Your objective: Whenever a line in the data holds the string "false", pull that line out.

Records for the exercise:
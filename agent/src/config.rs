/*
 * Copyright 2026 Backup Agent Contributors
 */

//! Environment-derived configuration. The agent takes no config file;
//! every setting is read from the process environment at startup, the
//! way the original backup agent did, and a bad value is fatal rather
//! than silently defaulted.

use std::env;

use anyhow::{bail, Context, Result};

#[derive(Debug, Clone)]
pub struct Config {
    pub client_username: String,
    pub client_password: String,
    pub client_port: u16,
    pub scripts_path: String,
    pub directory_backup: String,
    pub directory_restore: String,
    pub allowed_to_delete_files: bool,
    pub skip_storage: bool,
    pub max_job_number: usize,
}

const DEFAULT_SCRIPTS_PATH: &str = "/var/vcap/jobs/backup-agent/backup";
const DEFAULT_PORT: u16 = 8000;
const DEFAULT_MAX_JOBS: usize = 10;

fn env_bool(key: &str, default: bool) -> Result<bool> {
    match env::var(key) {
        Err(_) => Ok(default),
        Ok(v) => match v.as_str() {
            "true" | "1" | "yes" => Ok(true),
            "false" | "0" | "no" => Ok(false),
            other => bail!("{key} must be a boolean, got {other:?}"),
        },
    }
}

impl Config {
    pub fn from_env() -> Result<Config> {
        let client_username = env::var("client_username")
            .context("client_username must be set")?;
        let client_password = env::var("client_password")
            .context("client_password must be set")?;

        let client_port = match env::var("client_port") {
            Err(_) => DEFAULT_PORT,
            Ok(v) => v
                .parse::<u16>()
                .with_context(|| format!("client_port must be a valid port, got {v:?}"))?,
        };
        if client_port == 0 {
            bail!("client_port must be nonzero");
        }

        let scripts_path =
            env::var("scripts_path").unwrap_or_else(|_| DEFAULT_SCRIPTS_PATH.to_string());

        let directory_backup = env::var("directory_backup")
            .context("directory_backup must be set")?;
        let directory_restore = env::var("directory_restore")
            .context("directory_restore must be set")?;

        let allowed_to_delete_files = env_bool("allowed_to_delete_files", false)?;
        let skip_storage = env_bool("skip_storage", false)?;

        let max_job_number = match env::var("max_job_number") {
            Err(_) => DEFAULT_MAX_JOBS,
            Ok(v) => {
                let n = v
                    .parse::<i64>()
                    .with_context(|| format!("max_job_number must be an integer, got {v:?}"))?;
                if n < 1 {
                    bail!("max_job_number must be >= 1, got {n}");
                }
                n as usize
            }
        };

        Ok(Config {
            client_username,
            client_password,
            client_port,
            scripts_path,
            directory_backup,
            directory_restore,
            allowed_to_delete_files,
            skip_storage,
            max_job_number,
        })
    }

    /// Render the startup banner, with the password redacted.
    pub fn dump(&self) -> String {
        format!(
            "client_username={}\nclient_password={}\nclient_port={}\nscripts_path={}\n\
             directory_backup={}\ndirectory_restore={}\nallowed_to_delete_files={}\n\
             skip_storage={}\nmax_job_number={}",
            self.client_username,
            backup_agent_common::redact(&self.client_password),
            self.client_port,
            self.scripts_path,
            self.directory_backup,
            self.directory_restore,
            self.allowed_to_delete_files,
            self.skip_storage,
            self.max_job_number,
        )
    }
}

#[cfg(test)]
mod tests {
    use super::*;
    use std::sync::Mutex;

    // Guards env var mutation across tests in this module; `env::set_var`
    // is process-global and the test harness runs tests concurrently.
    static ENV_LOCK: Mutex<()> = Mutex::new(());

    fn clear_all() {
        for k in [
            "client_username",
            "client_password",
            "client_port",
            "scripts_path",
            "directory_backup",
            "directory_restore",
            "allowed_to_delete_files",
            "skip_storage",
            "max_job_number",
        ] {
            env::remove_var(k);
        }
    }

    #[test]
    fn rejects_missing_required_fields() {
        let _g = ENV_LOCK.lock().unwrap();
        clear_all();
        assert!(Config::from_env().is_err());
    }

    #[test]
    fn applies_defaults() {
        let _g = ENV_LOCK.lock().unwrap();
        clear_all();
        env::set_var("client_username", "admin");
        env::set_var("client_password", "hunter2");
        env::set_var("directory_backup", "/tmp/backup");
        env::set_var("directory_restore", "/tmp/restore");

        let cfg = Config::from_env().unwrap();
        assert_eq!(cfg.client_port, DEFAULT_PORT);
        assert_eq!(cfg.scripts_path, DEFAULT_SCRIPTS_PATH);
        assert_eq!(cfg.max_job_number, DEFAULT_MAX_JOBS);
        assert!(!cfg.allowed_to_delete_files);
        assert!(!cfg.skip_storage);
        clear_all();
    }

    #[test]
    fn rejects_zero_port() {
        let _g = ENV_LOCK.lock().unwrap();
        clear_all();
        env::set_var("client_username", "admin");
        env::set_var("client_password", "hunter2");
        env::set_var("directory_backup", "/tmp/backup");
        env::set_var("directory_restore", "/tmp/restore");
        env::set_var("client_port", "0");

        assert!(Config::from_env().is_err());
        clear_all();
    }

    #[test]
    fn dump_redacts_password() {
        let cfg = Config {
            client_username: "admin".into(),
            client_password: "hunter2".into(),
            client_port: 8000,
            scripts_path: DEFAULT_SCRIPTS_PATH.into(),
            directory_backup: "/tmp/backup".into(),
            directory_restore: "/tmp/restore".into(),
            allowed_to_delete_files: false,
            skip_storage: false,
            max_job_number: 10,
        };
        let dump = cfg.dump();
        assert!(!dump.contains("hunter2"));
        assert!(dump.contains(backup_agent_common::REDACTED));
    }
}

---

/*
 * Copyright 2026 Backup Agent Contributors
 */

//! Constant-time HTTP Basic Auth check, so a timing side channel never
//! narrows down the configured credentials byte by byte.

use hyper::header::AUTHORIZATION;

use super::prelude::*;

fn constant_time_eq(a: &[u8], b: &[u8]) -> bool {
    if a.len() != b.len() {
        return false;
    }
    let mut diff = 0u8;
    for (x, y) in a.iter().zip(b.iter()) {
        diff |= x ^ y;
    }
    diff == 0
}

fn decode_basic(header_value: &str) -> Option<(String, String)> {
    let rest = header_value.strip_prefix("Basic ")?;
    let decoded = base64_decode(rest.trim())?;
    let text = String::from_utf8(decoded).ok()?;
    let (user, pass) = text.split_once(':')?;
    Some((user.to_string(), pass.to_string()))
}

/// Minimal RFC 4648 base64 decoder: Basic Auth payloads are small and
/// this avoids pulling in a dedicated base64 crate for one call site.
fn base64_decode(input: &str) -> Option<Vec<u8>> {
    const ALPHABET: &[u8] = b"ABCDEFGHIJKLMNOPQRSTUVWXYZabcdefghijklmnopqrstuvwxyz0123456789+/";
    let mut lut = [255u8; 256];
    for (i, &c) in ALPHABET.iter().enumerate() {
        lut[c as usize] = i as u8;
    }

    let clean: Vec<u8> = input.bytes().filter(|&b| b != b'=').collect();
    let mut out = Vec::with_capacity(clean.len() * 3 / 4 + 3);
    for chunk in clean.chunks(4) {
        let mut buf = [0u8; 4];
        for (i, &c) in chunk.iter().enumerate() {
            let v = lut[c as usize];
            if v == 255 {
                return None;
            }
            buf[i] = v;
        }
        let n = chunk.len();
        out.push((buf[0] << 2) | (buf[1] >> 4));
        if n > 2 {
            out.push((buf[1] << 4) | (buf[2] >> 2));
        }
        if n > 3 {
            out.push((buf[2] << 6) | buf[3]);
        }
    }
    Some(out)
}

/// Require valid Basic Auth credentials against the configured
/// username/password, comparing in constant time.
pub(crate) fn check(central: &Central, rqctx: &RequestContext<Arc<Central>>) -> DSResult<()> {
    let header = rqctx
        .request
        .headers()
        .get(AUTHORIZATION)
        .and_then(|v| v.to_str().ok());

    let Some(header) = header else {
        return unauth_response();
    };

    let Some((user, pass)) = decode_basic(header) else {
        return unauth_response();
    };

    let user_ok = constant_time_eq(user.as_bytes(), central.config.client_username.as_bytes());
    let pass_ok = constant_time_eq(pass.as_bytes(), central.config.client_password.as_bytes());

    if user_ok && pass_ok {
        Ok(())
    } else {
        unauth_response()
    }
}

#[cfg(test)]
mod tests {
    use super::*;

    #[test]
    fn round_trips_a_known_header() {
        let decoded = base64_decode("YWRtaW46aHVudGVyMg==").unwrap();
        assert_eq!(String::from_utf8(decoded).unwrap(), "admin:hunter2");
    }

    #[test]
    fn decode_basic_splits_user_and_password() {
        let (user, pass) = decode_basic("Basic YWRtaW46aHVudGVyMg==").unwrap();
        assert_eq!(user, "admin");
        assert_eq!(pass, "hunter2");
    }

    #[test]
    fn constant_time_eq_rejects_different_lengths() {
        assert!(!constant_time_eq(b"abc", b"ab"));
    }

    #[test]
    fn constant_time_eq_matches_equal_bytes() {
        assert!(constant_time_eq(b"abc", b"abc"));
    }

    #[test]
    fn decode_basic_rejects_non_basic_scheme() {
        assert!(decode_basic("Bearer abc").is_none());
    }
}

* * *

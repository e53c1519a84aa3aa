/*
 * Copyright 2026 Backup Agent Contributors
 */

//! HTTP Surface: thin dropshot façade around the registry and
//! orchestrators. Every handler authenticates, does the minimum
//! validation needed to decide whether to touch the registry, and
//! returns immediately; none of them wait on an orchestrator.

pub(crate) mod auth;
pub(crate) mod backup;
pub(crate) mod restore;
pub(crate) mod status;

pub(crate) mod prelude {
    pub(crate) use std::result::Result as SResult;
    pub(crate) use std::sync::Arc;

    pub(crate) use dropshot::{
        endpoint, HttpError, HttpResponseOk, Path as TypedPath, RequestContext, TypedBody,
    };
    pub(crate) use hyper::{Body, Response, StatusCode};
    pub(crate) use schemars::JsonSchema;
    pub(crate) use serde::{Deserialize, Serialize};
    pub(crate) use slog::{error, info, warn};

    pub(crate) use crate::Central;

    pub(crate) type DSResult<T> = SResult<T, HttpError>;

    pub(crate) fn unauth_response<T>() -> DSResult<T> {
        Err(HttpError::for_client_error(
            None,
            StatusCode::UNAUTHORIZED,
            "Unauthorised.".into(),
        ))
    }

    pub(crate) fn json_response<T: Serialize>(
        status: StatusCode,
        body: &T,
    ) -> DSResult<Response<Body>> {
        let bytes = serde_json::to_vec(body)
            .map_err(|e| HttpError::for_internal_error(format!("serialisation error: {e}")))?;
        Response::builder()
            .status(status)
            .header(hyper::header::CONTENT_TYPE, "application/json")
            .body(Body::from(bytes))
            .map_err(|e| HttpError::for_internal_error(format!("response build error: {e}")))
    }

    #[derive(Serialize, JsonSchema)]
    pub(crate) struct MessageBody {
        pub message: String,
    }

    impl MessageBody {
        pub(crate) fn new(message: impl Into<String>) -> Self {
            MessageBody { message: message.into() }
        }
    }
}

Task output:
            "false" | "0" | "no" => Ok(false),
        let allowed_to_delete_files = env_bool("allowed_to_delete_files", false)?;
        let skip_storage = env_bool("skip_storage", false)?;
            allowed_to_delete_files: false,
            skip_storage: false,
        return false;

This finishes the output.